Some other tricks we used were to make sure we rebased our task branches from develop every morning (and if needed after lunch); each task branch had 1 person only working on it; where complexity warranted we created an Epic-### branch for that epic and treated it as a mini-develop for tasks on that epic.
This is where merge queues come into play which have a variety of names (merge queue, submit queue, merge train, etc)
I have a write up on merge queues [0] that goes into other benefits (e.g. speeding up PR builds), design considerations and their trade offs, and a comparison of various implementations.
> in those 5 minutes, 10 other commits have been made
If running tests take 5 minutes, that either means you have ten different developers working on your code, or people committing to the main branch without running tests.
Seems like you have too many developers working on the code for the size of the project and/or velocity of your approval process, or a spaghetti project (edit: or your tasks are too small)
Removing developers from the project may decrease the time spent on merge conflicts so much that it makes you move faster.
You should definitely make sure that every PR is being tested against a merge commit to current main and not just tested against the code in the PR that may have forked off weeks ago. If the PR has been sitting you may need to recycle the tests to test against current main before merging.
This should take care of most problems, but doesn't guarantee 100% that main is never broken.
I'd argue that isn't likely to be possible, and you need gates in between main and whatever production is and that code needs to be retested before deployment actions happen.
When you do this you should then address how often main actually breaks and what the root cause (or what the accident chain is for people who deeply hate that term). If it is really breaking a lot due to races in different orthogonal commits touching the same sensitive locations (somehow without merge conflicts), I'd argue the correct course of action might be to refactor the code rather than the pipeline, and worrying about the pipeline is the last thing.

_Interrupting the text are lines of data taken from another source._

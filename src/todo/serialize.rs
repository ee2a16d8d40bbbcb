use super::item::TodoItem;
use std::fmt;

const DATE_FORMAT: &str = "%Y-%m-%d";

/// Write an item back as a canonical todo.txt line
///
/// The layout is
/// `[x ][(P) ][completion-date ][creation-date ]description [due:date]`.
/// The completion date is only written when a creation date is present,
/// since the parser reads a lone date as the creation date. Whitespace and
/// token order are normalized, so the result need not equal `full_text`.
pub fn serialize(item: &TodoItem) -> String {
    let mut line = String::new();
    if item.completed {
        line.push_str("x ");
    }
    if let Some(priority) = item.priority {
        line.push_str(&format!("({}) ", priority));
    }
    if let Some(creation) = item.creation_date {
        if let Some(completion) = item.completion_date {
            line.push_str(&format!("{} ", completion.format(DATE_FORMAT)));
        }
        line.push_str(&format!("{} ", creation.format(DATE_FORMAT)));
    }
    line.push_str(&item.description);
    line.push(' ');
    if let Some(due) = item.due_date() {
        line.push_str(&format!("due:{}", due.format(DATE_FORMAT)));
    }
    line
}

/// Serialize several items, one per line
pub fn serialize_all(items: &[TodoItem]) -> String {
    items.iter().map(serialize).collect::<Vec<_>>().join("\n")
}

impl fmt::Display for TodoItem {
    fn fmt(&self, f: &mut fmt::Formatter<'_>) -> fmt::Result {
        f.write_str(&serialize(self))
    }
}
//! Common test utilities for integration tests
#![allow(dead_code)]

use chrono::{NaiveDate, NaiveDateTime};
use tempfile::NamedTempFile;
use todotxt_mcp::storage::{Note, NoteStore, Notes};
use todotxt_mcp::todo::{DueThresholds, ParseContext, TodoItem, parse_line};
use todotxt_mcp::{Config, TodoServerHandler};

/// Build a local date
pub fn date(y: i32, m: u32, d: u32) -> NaiveDate {
    NaiveDate::from_ymd_opt(y, m, d).unwrap()
}

/// Build a local wall-clock instant
pub fn at(y: i32, m: u32, d: u32, h: u32, min: u32) -> NaiveDateTime {
    date(y, m, d).and_hms_opt(h, min, 0).unwrap()
}

/// Parse context with default thresholds at a fixed instant
pub fn ctx_at(now: NaiveDateTime) -> ParseContext {
    ParseContext::new(now, DueThresholds::default())
}

/// Parse a line that is expected to be valid
pub fn parse(line: &str, now: NaiveDateTime) -> TodoItem {
    parse_line(line, None, &ctx_at(now)).unwrap()
}

/// Parse several valid lines against one instant
pub fn parse_all(lines: &[&str], now: NaiveDateTime) -> Vec<TodoItem> {
    let ctx = ctx_at(now);
    lines
        .iter()
        .map(|l| parse_line(l, None, &ctx).unwrap())
        .collect()
}

/// Create a test handler backed by a temporary notes file
pub fn get_test_handler(notes: Vec<(i64, &str)>) -> (TodoServerHandler, NamedTempFile) {
    let temp_file = NamedTempFile::new().unwrap();
    let store = NoteStore::new(temp_file.path());
    store
        .save(&Notes {
            notes: notes
                .into_iter()
                .map(|(id, content)| Note {
                    id,
                    title: format!("Note {}", id),
                    content: content.to_string(),
                })
                .collect(),
        })
        .unwrap();

    let handler =
        TodoServerHandler::new(temp_file.path().to_str().unwrap(), Config::default()).unwrap();
    (handler, temp_file)
}

/// Extract the hash printed for the item whose bullet contains `needle`
/// Format: "- [ ] <description>\n ... Note: <id> (hash: <hash>)"
pub fn extract_hash_for(listing: &str, needle: &str) -> i32 {
    let start = listing.find(needle).expect("item not listed");
    let rest = &listing[start..];
    let hash_start = rest.find("hash: ").expect("hash not listed") + "hash: ".len();
    let hash_end = rest[hash_start..].find(')').unwrap() + hash_start;
    rest[hash_start..hash_end].parse().unwrap()
}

And your pipeline probably should break and hold up the tests from time to time, that probably costs less than designing a complex solution which tries to be perfect for the sake of being perfect.
Of course for the FAANG-scale readers it is probably worth it, but most devs aren't actually FAANG-scale, and there'll be some fuzzy line in the middle where it really starts to matter.
But if something breaks once in a blue moon that doesn't necessarily mean you should always fix it, as long as you can always contain the damage. So how often is this really happening that you think you need to fix it?
If your change does break after merging, it can usually either be quickly fixed with a minor code change or simply reverted immediately.
Rather than look for a technical solution I would explore process and culture changes, such as having the various devs making all the different commits start pairing.
Our test suite takes about 30m to finish.